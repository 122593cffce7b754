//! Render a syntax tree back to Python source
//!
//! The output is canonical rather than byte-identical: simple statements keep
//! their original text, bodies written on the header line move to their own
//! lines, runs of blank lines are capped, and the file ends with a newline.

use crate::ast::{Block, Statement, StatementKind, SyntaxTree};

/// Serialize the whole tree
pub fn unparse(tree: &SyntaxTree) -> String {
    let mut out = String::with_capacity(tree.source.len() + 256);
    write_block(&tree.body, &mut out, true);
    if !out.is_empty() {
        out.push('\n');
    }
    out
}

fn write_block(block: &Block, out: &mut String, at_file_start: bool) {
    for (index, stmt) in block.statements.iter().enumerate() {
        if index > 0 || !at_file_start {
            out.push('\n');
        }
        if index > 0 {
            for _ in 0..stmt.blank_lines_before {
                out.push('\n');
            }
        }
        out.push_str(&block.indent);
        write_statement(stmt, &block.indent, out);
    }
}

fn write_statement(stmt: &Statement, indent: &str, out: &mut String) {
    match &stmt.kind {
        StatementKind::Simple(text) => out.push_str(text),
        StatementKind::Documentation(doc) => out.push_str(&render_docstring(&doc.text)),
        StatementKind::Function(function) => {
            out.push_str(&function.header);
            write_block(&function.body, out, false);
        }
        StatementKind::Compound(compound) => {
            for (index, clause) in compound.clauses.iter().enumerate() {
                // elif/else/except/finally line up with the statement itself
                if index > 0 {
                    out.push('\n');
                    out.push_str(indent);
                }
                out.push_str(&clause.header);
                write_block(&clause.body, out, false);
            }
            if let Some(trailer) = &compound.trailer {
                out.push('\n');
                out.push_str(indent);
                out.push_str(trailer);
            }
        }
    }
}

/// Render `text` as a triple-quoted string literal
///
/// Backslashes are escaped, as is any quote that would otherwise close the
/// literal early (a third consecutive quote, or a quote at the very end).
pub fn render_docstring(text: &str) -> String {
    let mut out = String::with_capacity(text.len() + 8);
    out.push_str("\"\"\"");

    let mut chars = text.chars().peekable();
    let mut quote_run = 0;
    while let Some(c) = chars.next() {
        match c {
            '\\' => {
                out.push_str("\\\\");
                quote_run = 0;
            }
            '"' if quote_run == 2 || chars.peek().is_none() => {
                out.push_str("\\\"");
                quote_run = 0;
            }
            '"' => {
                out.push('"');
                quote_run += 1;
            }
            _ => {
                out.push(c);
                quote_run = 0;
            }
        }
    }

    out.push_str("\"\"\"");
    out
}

************

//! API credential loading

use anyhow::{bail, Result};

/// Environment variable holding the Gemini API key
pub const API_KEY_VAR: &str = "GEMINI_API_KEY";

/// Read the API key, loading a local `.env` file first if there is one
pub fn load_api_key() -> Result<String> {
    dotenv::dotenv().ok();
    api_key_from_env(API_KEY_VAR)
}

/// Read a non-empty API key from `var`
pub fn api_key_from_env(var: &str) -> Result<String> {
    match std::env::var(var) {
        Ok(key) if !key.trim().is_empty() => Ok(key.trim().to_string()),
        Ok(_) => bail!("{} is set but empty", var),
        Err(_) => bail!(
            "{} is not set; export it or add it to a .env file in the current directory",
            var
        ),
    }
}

************

▶ **WHAT IS EXPECTED**: Count the lines in the records above that contain the word "false", and report only that number.

▶ **PROBLEM SOLUTION**: 2